__About this exercise__
For each line below that holds the word "args", make a copy.

__Excerpted records__
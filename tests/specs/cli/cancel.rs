//! `sup cancel`.
//!
//! These tests never run the admission ticker, so a submitted job never
//! leaves the `Queued` phase — cancellation of a queued job is a
//! documented no-op (spec.md §9), surfaced here as the CLI reporting
//! that the job is not currently running.

use crate::prelude::*;

#[test]
fn cancel_of_still_queued_job_fails() {
    let project = Project::new();
    let submitted = project
        .sup()
        .args(&[
            "submit",
            "--hpc",
            TEST_CLUSTER,
            "--user",
            "alice",
            "--maintainer",
            "plain-slurm",
        ])
        .passes();
    let job_id = submitted.stdout().trim().to_string();

    project
        .sup()
        .args(&["cancel", "--job-id", &job_id])
        .fails()
        .stderr_has("not currently running");
}

#[test]
fn cancel_of_unknown_job_fails() {
    let project = Project::new();
    project
        .sup()
        .args(&["cancel", "--job-id", "does-not-exist"])
        .fails()
        .stderr_has("not currently running");
}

__Written answer__
        .args(&[
        .args(&["cancel", "--job-id", &job_id])
        .args(&["cancel", "--job-id", "does-not-exist"])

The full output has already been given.